El valor y la noticia

Por Marcos Fernández Lema

Cuando estábamos en la facultad nos hablaban de muchas estupideces. Vendían verdades absolutas, apóstoles del periodismo, pensando que un día nosotros salvaríamos la profesión y ellos el mundo. Se les llenaba la boca de dignidad indigna, pues para dignificar este oficio ya están los hechos, y no hace falta la venida de ningún profeta que los anuncie. A pesar de su arrogancia, que hoy es la nuestra, de vez en cuando se estiraban con algún destello elocuente, no fuera a ser que se sintieran inútiles. En todo, hasta en la mentira, existe un poso de verdad.

Una de esas clases que sí podíamos llamar lección era la que se refería al valor noticia. Como buena palabra compuesta -o al menos debiera serlo- , el valor noticia es una definición en sí misma, demasiado usada para ser manida, pues aquello que se aplica dista un mundo de ser explicado. En el día a día de la profesión resulta imprescindible, pero los lectores aún no saben que existe, mientras buscan desesperadamente su significado. Endogámicos nosotros, no hemos sabido explicar el porqué de lo que hacemos, dejando espacio a la censura más injusta, que, aprovechando las redes sociales, pretende desvirtuarlo todo con un alarde posmoderno de periodismo alternativo. Expedito terreno, mentira viral.

Desde el primer teletipo arreciaron las críticas hacia los medios de comunicación por su cobertura de los atentados de París. El espectáculo televisivo del viernes noche no merece ni una sola línea, o tendríamos que pedirle a Telecinco que haga periodismo y a los españoles que dejen de ver Sálvame. Seamos serios: esto es cosa de una élite (intelectual), así que mejor no perder el tiempo con lamentos estériles. Lo que sí resulta indignante, que no sorprendente, es el debate abierto por los mesías de siempre, a los que no les ha importado usar la ignorancia de los lectores sobre la esencia del oficio para corromperlo en función de sus propios esencialismos.
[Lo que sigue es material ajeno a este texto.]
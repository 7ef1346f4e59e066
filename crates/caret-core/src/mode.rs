//! Editor modes.
//!
//! The mode is a tagged variant carrying the state that only exists in that
//! mode: the snippet context, or the column-edit cursor set. Leaving a mode
//! drops its state with it, so stale contexts cannot survive a transition.

use crate::geom::Point;
use crate::snippet::SnippetContext;

/// One of several simultaneous editing positions in column-edit mode.
#[derive(Debug, Clone, Copy, PartialEq)]
pub struct ColumnCursor {
    /// Logical line (paragraph index).
    pub line: usize,
    /// Column in runes within the line.
    pub col: usize,
    /// Left edge of the dragged rectangle, viewport x.
    pub start_x: f32,
    /// Right edge of the dragged rectangle, viewport x.
    pub end_x: f32,
}

/// State of an active column selection.
#[derive(Debug, Clone, PartialEq, Default)]
pub struct ColumnEditState {
    /// Pointer position that seeded the selection, viewport coordinates.
    pub anchor: Point,
    pub cursors: Vec<ColumnCursor>,
}

/// The editor's mode state machine.
#[derive(Debug, Clone, PartialEq, Default)]
pub enum Mode {
    /// Insert and select freely.
    #[default]
    Normal,
    /// Selection and copying work; mutation is rejected.
    ReadOnly,
    /// Snippet navigation: Tab and Shift-Tab move between tab stops.
    Snippet(SnippetContext),
    /// Rectangular multi-cursor editing.
    ColumnEdit(ColumnEditState),
}

impl Mode {
    pub fn is_read_only(&self) -> bool {
        matches!(self, Mode::ReadOnly)
    }

    pub fn is_snippet(&self) -> bool {
        matches!(self, Mode::Snippet(_))
    }

    pub fn is_column_edit(&self) -> bool {
        matches!(self, Mode::ColumnEdit(_))
    }
}
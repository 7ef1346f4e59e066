//! Occurrence highlighters for the caret editing core.
//!
//! Two decoration plugins: [`WordHighlighter`] marks every occurrence of the
//! word under the caret, [`SelectionHighlighter`] marks every occurrence of
//! the selected text. Each owns a reserved decoration source tag and only
//! ever touches its own layer. Plugins hold no reference to the editor; the
//! host passes `&mut Editor` into each refresh call.

use caret_core::decorations::{Color, Decoration};
use caret_core::editor::Editor;
use log::trace;

const WORD_HIGHLIGHT_SOURCE: &str = "_word_highlight";
const SELECTION_HIGHLIGHT_SOURCE: &str = "_selection_highlight";

const DEFAULT_WORD_COLOR: Color = Color::rgba(0xdd, 0xdd, 0xdd, 0x80);
const DEFAULT_SELECTION_COLOR: Color = Color::rgba(0xdd, 0xdd, 0xdd, 0x60);

/// Highlights all occurrences of the word at the caret position. No
/// highlighting is performed while a selection exists.
#[derive(Debug, Default)]
pub struct WordHighlighter {
    last_caret: usize,
    dirty: bool,
}

impl WordHighlighter {
    pub fn new() -> Self {
        Self::default()
    }

    /// The decoration source tag owned by this plugin.
    pub fn source() -> &'static str {
        WORD_HIGHLIGHT_SOURCE
    }

    /// Whether the caret moved since the last refresh.
    pub fn is_dirty(&self, editor: &Editor) -> bool {
        let (caret, _) = editor.selection();
        caret != self.last_caret || self.dirty
    }

    /// Request a refresh regardless of caret movement.
    pub fn mark_dirty(&mut self) {
        self.dirty = true;
    }

    /// Remove all word highlight decorations.
    pub fn clear(&mut self, editor: &mut Editor) {
        editor.clear_decorations(WORD_HIGHLIGHT_SOURCE);
    }

    /// Re-highlight the word at the caret. A zero `color` selects the
    /// default light gray.
    pub fn highlight_at_caret(&mut self, editor: &mut Editor, color: Color) {
        editor.clear_decorations(WORD_HIGHLIGHT_SOURCE);

        let (caret, _) = editor.selection();
        self.last_caret = caret;
        self.dirty = false;

        if editor.view().selection_len() > 0 {
            return;
        }

        let (start, end) = editor.view_mut().word_boundaries_at(caret, false);
        if start >= end {
            // Caret is on a separator or the document is empty.
            return;
        }

        let occurrences = editor.view_mut().find_all_word_occurrences(start, end, false);
        if occurrences.is_empty() {
            return;
        }
        trace!("word highlight: {} occurrences", occurrences.len());

        let color = if color.is_set() { color } else { DEFAULT_WORD_COLOR };
        let decorations: Vec<Decoration> = occurrences
            .into_iter()
            .map(|(s, e)| Decoration::background(WORD_HIGHLIGHT_SOURCE, s, e, color))
            .collect();
        editor.add_decorations(decorations);
    }
}

/// Highlights all occurrences of the currently selected text. Nothing is
/// highlighted when the selection is empty.
#[derive(Debug, Default)]
pub struct SelectionHighlighter {
    last_selection: (usize, usize),
    dirty: bool,
}

impl SelectionHighlighter {
    pub fn new() -> Self {
        Self::default()
    }

    /// The decoration source tag owned by this plugin.
    pub fn source() -> &'static str {
        SELECTION_HIGHLIGHT_SOURCE
    }

    /// Whether the selection changed since the last refresh.
    pub fn is_dirty(&self, editor: &Editor) -> bool {
        editor.selection() != self.last_selection || self.dirty
    }

    /// Request a refresh regardless of selection movement.
    pub fn mark_dirty(&mut self) {
        self.dirty = true;
    }

    /// Remove all selection highlight decorations.
    pub fn clear(&mut self, editor: &mut Editor) {
        editor.clear_decorations(SELECTION_HIGHLIGHT_SOURCE);
    }

    /// Re-highlight occurrences of the selected text. A zero `color`
    /// selects the default.
    pub fn highlight_selection(&mut self, editor: &mut Editor, color: Color) {
        editor.clear_decorations(SELECTION_HIGHLIGHT_SOURCE);

        self.last_selection = editor.selection();
        self.dirty = false;

        if editor.view().selection_len() == 0 {
            return;
        }
        let (start, end) = editor.selection();
        let (start, end) = (start.min(end), start.max(end));

        let occurrences = editor.view_mut().find_all_text_occurrences(start, end);
        if occurrences.is_empty() {
            return;
        }
        trace!("selection highlight: {} occurrences", occurrences.len());

        let color = if color.is_set() {
            color
        } else {
            DEFAULT_SELECTION_COLOR
        };
        let decorations: Vec<Decoration> = occurrences
            .into_iter()
            .map(|(s, e)| Decoration::background(SELECTION_HIGHLIGHT_SOURCE, s, e, color))
            .collect();
        editor.add_decorations(decorations);
    }
}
Pensar que estamos alienados por unos mass media sicarios del poder capitalista es una gran idea que merece figurar en el panteón del mejor pensamiento decimonónico, pero que solo alinea a los que la defienden en pleno siglo XXI. Lo que resulta más curioso es que, para difundirla, usen el mismo medio que los deja en evidencia, al que un día decidimos caracterizar como “red de redes”, perfecta metonimia del mundo actual. Internet no tiene más dueño que nuestra voluntad, expresada a través del blog de un periodista, del órgano del Comité Central o de EL ESPAÑOL. Y todos, hasta los que lo critican, están hablando de París.

Para cualquiera que tenga dios o humanidad, los muertos del Líbano valen lo mismo que los de la capital de la República. Pero el valor de una noticia no se mide al peso, o todos los diarios locales ahorrarían para tener un corresponsal en China en vez de malgastar recursos cubriendo los líos internos en el partido de su pueblo. Por suerte o por desgracia, París es proximidad, resulta extraordinario y evoca un conflicto novedoso de imprevisibles consecuencias. Para desgracia de los libaneses, París tiene rostro, porque podemos ir allí y descubrírselo a nuestra audiencia; para suerte de los lectores, nos debemos a ellos y no a los prejuicios ideológicos del materialismo más trasnochado.